Examples of diseases that are associated not maintaining an ideal weight include: hypertension, predisposition to diabetes, elevated cholesterol, increase heart workload, increased likelihood of sleep apnea, stress on joints and impaired mobility (Mandrola, 2004). The strength levels of adults with mental retardation have been shown to be very poor (Rimmer, 1994). Because of this, adults with mental retardation are at an obstacle to exercise for any length of time.
The high level of obesity (excess fat) found in people with mental retardation expose them to a higher risk for many different types of diseases that are associated with high levels of body fat (Rimmer, 1994). Deinstitutionalization of individuals with MR and developmental disabilities has increased the demand for dental services for these patients by community practitioners (Waldman, Perlman, 2001). Monitoring the health care of the residents can be difficult when the delivery of service and health records is disseminated among multiple providers and locations (Waldman, et al., 2001).
Deinsitutionalization, with the resulting group homes and community residences, has resulted in a breakdown in the continuity of health services-especially dental services. Parent/guardians now assume the responsibility for obtaining needed dental care from community practitioners (Waldman, et al. , 2001). The successes of community-based programs depend on the availability of support services, including the following: Private dental practitioners who are trained and willing to provide care (Waldman, et al., 2001).
Studies have shown that most dental students receive minimal preparation in the care of patients with special needs. For example, in 1999, “… 53% of dental schools provided fewer than 5 hours of didactic training in special care dentistry. Clinical instruction in this area constituted only 0-5% of the predoctoral student’s time (Waldman, et al. , 2001). No nationwide services have been conducted to determine the prevalence of dental disease among the various populations with disabilities (Waldman, et al. , 2001).

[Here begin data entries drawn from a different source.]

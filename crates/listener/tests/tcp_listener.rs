//! End-to-end behavior of the TCP level listener.

use std::io::Write;
use std::net::{SocketAddr, TcpStream};
use std::sync::Arc;
use std::thread;
use std::time::{Duration, Instant};

use listener::{ListenerHandle, TcpConfig, spawn};
use logging::{CaptureBuffer, Logger, Severity};

fn start(initial: Severity) -> (Arc<Logger>, ListenerHandle, SocketAddr) {
    let logger = Arc::new(
        Logger::builder()
            .threshold(initial)
            .output(CaptureBuffer::new())
            .diagnostics(CaptureBuffer::new())
            .build(),
    );
    let config = TcpConfig::new("127.0.0.1:0".parse().expect("address"))
        .with_poll_interval(Duration::from_millis(10))
        .with_read_timeout(Duration::from_millis(500));
    let handle = spawn(config.into(), Arc::clone(&logger));
    let address = handle.local_addr().expect("listener bound");
    (logger, handle, address)
}

fn send(address: SocketAddr, payload: &[u8]) {
    let mut stream = TcpStream::connect(address).expect("connect");
    stream.write_all(payload).expect("write");
}

fn wait_for(logger: &Logger, expected: Severity) -> bool {
    let deadline = Instant::now() + Duration::from_secs(5);
    while Instant::now() < deadline {
        if logger.threshold() == expected {
            return true;
        }
        thread::sleep(Duration::from_millis(10));
    }
    false
}

#[test]
fn digit_three_sets_warn() {
    let (logger, handle, address) = start(Severity::Info);
    assert!(handle.is_listening());

    send(address, b"3");
    assert!(wait_for(&logger, Severity::Warn));

    handle.shutdown().expect("clean shutdown");
}

#[test]
fn ignored_bytes_leave_threshold_unchanged() {
    let (logger, handle, address) = start(Severity::Info);

    send(address, b"0");
    send(address, b"x");
    send(address, b"9");
    drop(TcpStream::connect(address).expect("connect"));
    // A valid request after the ignored ones proves they were all consumed.
    send(address, b"1");
    assert!(wait_for(&logger, Severity::Fatal));

    handle.shutdown().expect("clean shutdown");
}

#[test]
fn only_the_first_byte_of_a_connection_counts() {
    let (logger, handle, address) = start(Severity::Info);

    send(address, b"25");
    assert!(wait_for(&logger, Severity::Error));
    thread::sleep(Duration::from_millis(50));
    assert_eq!(logger.threshold(), Severity::Error);

    handle.shutdown().expect("clean shutdown");
}

#[test]
fn shutdown_stops_the_thread() {
    let (_logger, handle, _address) = start(Severity::Info);
    let started = Instant::now();
    handle.shutdown().expect("clean shutdown");
    assert!(started.elapsed() < Duration::from_secs(2));
}

#[test]
fn zero_durations_still_serve_requests() {
    let logger = Arc::new(
        Logger::builder()
            .threshold(Severity::Info)
            .output(CaptureBuffer::new())
            .diagnostics(CaptureBuffer::new())
            .build(),
    );
    let config = TcpConfig::new("127.0.0.1:0".parse().expect("address"))
        .with_poll_interval(Duration::ZERO)
        .with_read_timeout(Duration::ZERO);
    let handle = spawn(config.into(), Arc::clone(&logger));
    let address = handle.local_addr().expect("listener bound");

    // The clamped read timeout is short, so a connection accepted before its
    // byte lands may be dropped; resend until one arrives in time.
    let deadline = Instant::now() + Duration::from_secs(5);
    while logger.threshold() != Severity::Warn && Instant::now() < deadline {
        send(address, b"3");
        thread::sleep(Duration::from_millis(20));
    }
    assert_eq!(logger.threshold(), Severity::Warn);

    handle.shutdown().expect("clean shutdown");
}
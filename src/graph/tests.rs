//! Tests for the stage graph

use super::*;

fn make_stage(id: &str, requires: Vec<&str>, suggests: Vec<&str>) -> Stage<()> {
    Stage::new(id, |_: &()| false)
        .requires(requires)
        .suggests(suggests)
}

#[test]
fn test_build_with_explicit_order() {
    let stages = vec![
        make_stage("b", vec!["a"], vec![]),
        make_stage("a", vec![], vec![]),
        make_stage("c", vec!["b"], vec!["a"]),
    ];

    let graph = StageGraph::new(stages, ["a", "b", "c"]).unwrap();

    assert_eq!(graph.len(), 3);
    assert_eq!(graph.order().collect::<Vec<_>>(), vec!["a", "b", "c"]);
    assert_eq!(graph.position("c"), Some(2));
    assert_eq!(graph.stage("c").unwrap().suggested(), ["a".to_string()]);
}

#[test]
fn test_empty_graph_is_valid() {
    let graph = StageGraph::<()>::new(Vec::new(), Vec::<String>::new()).unwrap();
    assert!(graph.is_empty());
}

#[test]
fn test_order_with_unknown_stage() {
    let stages = vec![make_stage("a", vec![], vec![])];

    let err = StageGraph::new(stages, ["a", "ghost"]).unwrap_err();
    assert_eq!(err, GraphError::UnknownStageInOrder("ghost".to_string()));
}

#[test]
fn test_order_missing_a_stage() {
    let stages = vec![
        make_stage("a", vec![], vec![]),
        make_stage("b", vec![], vec![]),
        make_stage("c", vec![], vec![]),
    ];

    let err = StageGraph::new(stages, ["a"]).unwrap_err();
    assert_eq!(err, GraphError::MissingFromOrder("b".to_string()));
}

#[test]
fn test_order_lists_stage_twice() {
    let stages = vec![make_stage("a", vec![], vec![])];

    let err = StageGraph::new(stages, ["a", "a"]).unwrap_err();
    assert_eq!(err, GraphError::DuplicateInOrder("a".to_string()));
}

#[test]
fn test_duplicate_definitions() {
    let stages = vec![
        make_stage("a", vec![], vec![]),
        make_stage("a", vec![], vec![]),
    ];

    let err = StageGraph::new(stages, ["a"]).unwrap_err();
    assert_eq!(err, GraphError::DuplicateStage("a".to_string()));
}

#[test]
fn test_invalid_stage_id() {
    let stages = vec![make_stage("bad id", vec![], vec![])];

    let err = StageGraph::new(stages, ["bad id"]).unwrap_err();
    assert!(matches!(err, GraphError::InvalidStageId { ref id, .. } if id == "bad id"));
}

#[test]
fn test_stage_ordered_before_requirement() {
    let stages = vec![
        make_stage("a", vec![], vec![]),
        make_stage("b", vec!["a"], vec![]),
    ];

    let err = StageGraph::new(stages, ["b", "a"]).unwrap_err();
    assert_eq!(
        err,
        GraphError::RequirementOutOfOrder {
            stage: "b".to_string(),
            requirement: "a".to_string(),
        }
    );
}

#[test]
fn test_self_requirement_rejected() {
    let stages = vec![make_stage("a", vec!["a"], vec![])];

    let err = StageGraph::new(stages, ["a"]).unwrap_err();
    assert!(matches!(err, GraphError::RequirementOutOfOrder { .. }));
}

#[test]
fn test_suggestion_ordered_later_is_allowed() {
    let stages = vec![
        make_stage("a", vec![], vec!["b"]),
        make_stage("b", vec![], vec![]),
    ];

    assert!(StageGraph::new(stages, ["a", "b"]).is_ok());
}

#[test]
fn test_unknown_dependencies_are_tolerated() {
    let stages = vec![make_stage("a", vec!["ghost"], vec!["phantom"])];

    let graph = StageGraph::new(stages, ["a"]).unwrap();
    assert!(!graph.contains("ghost"));
}

#[test]
fn test_from_stages_derives_topological_order() {
    let stages = vec![
        make_stage("c", vec!["a", "b"], vec![]),
        make_stage("a", vec![], vec![]),
        make_stage("b", vec!["a"], vec![]),
    ];

    let graph = StageGraph::from_stages(stages).unwrap();
    let order: Vec<&str> = graph.order().collect();

    let pos_a = order.iter().position(|x| *x == "a").unwrap();
    let pos_b = order.iter().position(|x| *x == "b").unwrap();
    let pos_c = order.iter().position(|x| *x == "c").unwrap();

    assert!(pos_a < pos_b);
    assert!(pos_a < pos_c);
    assert!(pos_b < pos_c);
}

#[test]
fn test_from_stages_detects_cycle() {
    let stages = vec![
        make_stage("a", vec!["c"], vec![]),
        make_stage("b", vec!["a"], vec![]),
        make_stage("c", vec!["b"], vec![]),
    ];

    let err = StageGraph::from_stages(stages).unwrap_err();
    assert!(matches!(err, GraphError::Cycle(_)));
    assert!(err.to_string().contains("circular"));
}

#[test]
fn test_suggests_do_not_create_cycles() {
    let stages = vec![
        make_stage("a", vec![], vec!["b"]),
        make_stage("b", vec!["a"], vec![]),
    ];

    let graph = StageGraph::from_stages(stages).unwrap();
    assert_eq!(graph.order().collect::<Vec<_>>(), vec!["a", "b"]);
}

#[test]
fn test_dependents() {
    // Diamond pattern: a -> b, a -> c, b -> d, c -> d
    let stages = vec![
        make_stage("a", vec![], vec![]),
        make_stage("b", vec!["a"], vec![]),
        make_stage("c", vec!["a"], vec![]),
        make_stage("d", vec!["b", "c"], vec![]),
    ];

    let graph = StageGraph::from_stages(stages).unwrap();

    assert_eq!(graph.dependents("a"), vec!["b", "c"]);
    assert_eq!(graph.dependents("b"), vec!["d"]);
    assert!(graph.dependents("d").is_empty());
}

#[test]
fn test_from_stages_places_suggestions_first() {
    let stages = vec![
        make_stage("brief", vec![], vec!["calibrate"]),
        make_stage("calibrate", vec![], vec![]),
    ];

    let graph = StageGraph::from_stages(stages).unwrap();
    assert_eq!(
        graph.order().collect::<Vec<_>>(),
        vec!["calibrate", "brief"]
    );
}
//! The stages an operator passes through to launch a drone show

use std::fmt;
use std::str::FromStr;

use anyhow::anyhow;

use crate::error::GraphError;
use crate::graph::{Stage, StageGraph};
use crate::models::{Outcome, Status};

use super::state::{ShowState, UploadResult};

/// Identifiers of the show setup stages.
#[derive(Debug, Clone, Copy, PartialEq, Eq, Hash)]
pub enum SetupStage {
    SelectShowFile,
    SetupEnvironment,
    SetupTakeoffArea,
    UploadShow,
    WaitForOnboardPreflightChecks,
    PerformManualPreflightChecks,
    SetupStartTime,
    Authorization,
}

impl SetupStage {
    /// Topological order: every stage comes after the stages it depends on.
    pub const ORDER: [SetupStage; 8] = [
        SetupStage::SelectShowFile,
        SetupStage::SetupEnvironment,
        SetupStage::SetupTakeoffArea,
        SetupStage::UploadShow,
        SetupStage::WaitForOnboardPreflightChecks,
        SetupStage::PerformManualPreflightChecks,
        SetupStage::SetupStartTime,
        SetupStage::Authorization,
    ];

    pub fn as_str(self) -> &'static str {
        match self {
            SetupStage::SelectShowFile => "select-show-file",
            SetupStage::SetupEnvironment => "setup-environment",
            SetupStage::SetupTakeoffArea => "setup-takeoff-area",
            SetupStage::UploadShow => "upload-show",
            SetupStage::WaitForOnboardPreflightChecks => "wait-for-onboard-preflight-checks",
            SetupStage::PerformManualPreflightChecks => "perform-manual-preflight-checks",
            SetupStage::SetupStartTime => "setup-start-time",
            SetupStage::Authorization => "authorization",
        }
    }

    pub fn title(self) -> &'static str {
        match self {
            SetupStage::SelectShowFile => "Select show file",
            SetupStage::SetupEnvironment => "Set up environment",
            SetupStage::SetupTakeoffArea => "Set up takeoff area",
            SetupStage::UploadShow => "Upload show data",
            SetupStage::WaitForOnboardPreflightChecks => "Wait for onboard preflight checks",
            SetupStage::PerformManualPreflightChecks => "Perform manual preflight checks",
            SetupStage::SetupStartTime => "Choose start time",
            SetupStage::Authorization => "Authorization to start",
        }
    }
}

impl fmt::Display for SetupStage {
    fn fmt(&self, f: &mut fmt::Formatter<'_>) -> fmt::Result {
        f.write_str(self.as_str())
    }
}

impl FromStr for SetupStage {
    type Err = anyhow::Error;

    fn from_str(s: &str) -> anyhow::Result<Self> {
        SetupStage::ORDER
            .into_iter()
            .find(|stage| stage.as_str() == s)
            .ok_or_else(|| anyhow!("Unknown setup stage: {s}"))
    }
}

fn stage<F, O>(id: SetupStage, evaluate: F) -> Stage<ShowState>
where
    F: Fn(&ShowState) -> O + Send + Sync + 'static,
    O: Into<Outcome> + 'static,
{
    Stage::new(id.as_str(), evaluate).with_description(id.title())
}

fn ids<const N: usize>(stages: [SetupStage; N]) -> [&'static str; N] {
    stages.map(SetupStage::as_str)
}

/// Build the stage graph for launching a drone show.
pub fn setup_graph() -> Result<StageGraph<ShowState>, GraphError> {
    use SetupStage::*;

    let stages = vec![
        stage(SelectShowFile, |state: &ShowState| {
            if state.has_loaded_show_file() {
                Status::Success
            } else if state.is_loading_show_file() {
                Status::Waiting
            } else {
                Status::Off
            }
        }),
        stage(SetupEnvironment, |state: &ShowState| {
            state.has_loaded_show_file() && state.has_show_origin()
        })
        .requires(ids([SelectShowFile])),
        stage(SetupTakeoffArea, |state: &ShowState| {
            if !state.is_takeoff_area_approved() {
                Status::Off
            } else if state.is_mapping_complete() {
                Status::Success
            } else {
                Status::Skipped
            }
        })
        .requires(ids([SetupEnvironment])),
        stage(UploadShow, |state: &ShowState| match state.last_upload_result() {
            Some(UploadResult::Error) => Status::Error,
            Some(UploadResult::Cancelled) => Status::Skipped,
            Some(UploadResult::Success) => Status::Success,
            None => Status::Off,
        })
        .requires(ids([SelectShowFile, SetupEnvironment])),
        stage(WaitForOnboardPreflightChecks, |state: &ShowState| {
            if !state.are_onboard_preflight_checks_signed_off() {
                Status::Off
            } else if state.are_all_uavs_without_errors() {
                Status::Success
            } else {
                Status::Skipped
            }
        })
        .requires(ids([UploadShow])),
        stage(PerformManualPreflightChecks, |state: &ShowState| {
            if !state.are_manual_preflight_checks_signed_off() {
                Status::Off
            } else if state.are_all_preflight_checks_ticked() {
                Status::Success
            } else {
                Status::Skipped
            }
        })
        .requires(ids([UploadShow])),
        stage(SetupStartTime, |state: &ShowState| {
            if state.did_start_condition_sync_fail() {
                Status::Error
            } else if !state.are_start_conditions_synced() {
                Status::Waiting
            } else if state.has_scheduled_start_time() {
                Status::Success
            } else {
                Status::Off
            }
        })
        .requires(ids([SelectShowFile]))
        .suggests(ids([
            WaitForOnboardPreflightChecks,
            PerformManualPreflightChecks,
        ])),
        stage(Authorization, |state: &ShowState| {
            if state.is_authorized_to_start() {
                Status::Success
            } else if state.did_start_condition_sync_fail() {
                Status::Error
            } else if state.is_authorized_to_start_locally() {
                Status::Waiting
            } else {
                Status::Off
            }
        })
        .requires(ids([
            WaitForOnboardPreflightChecks,
            PerformManualPreflightChecks,
        ])),
    ];

    StageGraph::new(stages, ids(SetupStage::ORDER))
}
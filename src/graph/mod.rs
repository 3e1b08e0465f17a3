//! Stage graph: immutable stage definitions plus a validated stage order

mod cycle;
mod scheduling;
mod stage;

#[cfg(test)]
mod tests;

use std::collections::{HashMap, HashSet};
use std::fmt;

use tracing::debug;

use crate::error::GraphError;
use crate::validation::validate_stage_id;

pub use scheduling::Dependencies;
pub use stage::{Predicate, Stage};

/// A fixed set of stages arranged in a topological order of their `requires`
/// edges.
///
/// The graph is read-only once built. Construction refuses any order that
/// would let a stage be evaluated before one of its requirements.
pub struct StageGraph<S> {
    /// Stages arranged in stage order
    stages: Vec<Stage<S>>,
    /// Map from stage ID to its position in `stages`
    index: HashMap<String, usize>,
}

impl<S> StageGraph<S> {
    /// Build a graph from stage definitions and an explicit stage order.
    ///
    /// The order must list every defined stage exactly once, and each stage
    /// must come after all of the stages it requires.
    pub fn new<I, T>(stages: Vec<Stage<S>>, order: I) -> Result<Self, GraphError>
    where
        I: IntoIterator<Item = T>,
        T: Into<String>,
    {
        check_definitions(&stages)?;

        let definition_order: Vec<String> = stages.iter().map(|s| s.id().to_string()).collect();
        let mut pending: HashMap<String, Stage<S>> = stages
            .into_iter()
            .map(|s| (s.id().to_string(), s))
            .collect();

        let mut ordered = Vec::with_capacity(pending.len());
        let mut index = HashMap::with_capacity(pending.len());

        for id in order {
            let id: String = id.into();
            if index.contains_key(&id) {
                return Err(GraphError::DuplicateInOrder(id));
            }
            let stage = pending
                .remove(&id)
                .ok_or_else(|| GraphError::UnknownStageInOrder(id.clone()))?;
            index.insert(id, ordered.len());
            ordered.push(stage);
        }

        if let Some(missing) = definition_order.into_iter().find(|id| pending.contains_key(id)) {
            return Err(GraphError::MissingFromOrder(missing));
        }

        scheduling::check_order(&ordered, &index)?;

        debug!(stages = ordered.len(), "built stage graph");

        Ok(Self {
            stages: ordered,
            index,
        })
    }

    /// Build a graph, deriving the stage order from the dependency edges.
    ///
    /// Suggested stages are placed before the stages suggesting them unless
    /// that conflicts with a `requires` edge, in which case only `requires`
    /// edges shape the order. Independent stages keep their relative
    /// definition order.
    pub fn from_stages(stages: Vec<Stage<S>>) -> Result<Self, GraphError> {
        check_definitions(&stages)?;

        let order = {
            let deps: Vec<(&str, &[String])> =
                stages.iter().map(|s| (s.id(), s.required())).collect();
            cycle::detect_cycles(&deps)?;

            let all_edges: Vec<Vec<String>> = stages
                .iter()
                .map(|s| s.required().iter().chain(s.suggested()).cloned().collect())
                .collect();
            let soft_deps: Vec<(&str, &[String])> = stages
                .iter()
                .zip(&all_edges)
                .map(|(s, edges)| (s.id(), edges.as_slice()))
                .collect();

            match scheduling::topological_sort(&soft_deps) {
                Ok(order) => order,
                Err(_) => {
                    debug!("suggestions form a cycle; ordering by requirements only");
                    scheduling::topological_sort(&deps)?
                }
            }
        };

        Self::new(stages, order)
    }

    /// Get a stage definition by ID
    pub fn stage(&self, id: &str) -> Option<&Stage<S>> {
        self.index.get(id).map(|&pos| &self.stages[pos])
    }

    /// Position of a stage in the stage order
    pub fn position(&self, id: &str) -> Option<usize> {
        self.index.get(id).copied()
    }

    pub fn contains(&self, id: &str) -> bool {
        self.index.contains_key(id)
    }

    /// Iterate stages in stage order
    pub fn stages(&self) -> impl Iterator<Item = &Stage<S>> {
        self.stages.iter()
    }

    /// Iterate stage IDs in stage order
    pub fn order(&self) -> impl Iterator<Item = &str> {
        self.stages.iter().map(Stage::id)
    }

    /// Stages that list `id` in their `requires`, in stage order
    pub fn dependents(&self, id: &str) -> Vec<&str> {
        self.stages
            .iter()
            .filter(|s| s.required().iter().any(|r| r == id))
            .map(Stage::id)
            .collect()
    }

    pub fn len(&self) -> usize {
        self.stages.len()
    }

    pub fn is_empty(&self) -> bool {
        self.stages.is_empty()
    }
}

impl<S> fmt::Debug for StageGraph<S> {
    fn fmt(&self, f: &mut fmt::Formatter<'_>) -> fmt::Result {
        f.debug_struct("StageGraph")
            .field("stages", &self.stages)
            .finish()
    }
}

/// Reject invalid or duplicate stage IDs
fn check_definitions<S>(stages: &[Stage<S>]) -> Result<(), GraphError> {
    let mut seen = HashSet::with_capacity(stages.len());

    for stage in stages {
        validate_stage_id(stage.id()).map_err(|e| GraphError::InvalidStageId {
            id: stage.id().to_string(),
            reason: e.to_string(),
        })?;

        if !seen.insert(stage.id()) {
            return Err(GraphError::DuplicateStage(stage.id().to_string()));
        }
    }

    Ok(())
}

There is a general agreement that the population with special needs has higher rates of poor oral hygiene, gingivitis and periodontitis than the general population. Moderate and severe gingivitis is almost always present-with degree and extent increasing the age and degree of mental retardation-especially for individuals with Down Syndrome (Waldman, et al. , 2001). In Sydney, periodontal disease and orthodontic problems most common (86%) among those with intellectual disabilities, which are twice as, frequent as general population (Beange, et al. , 1999).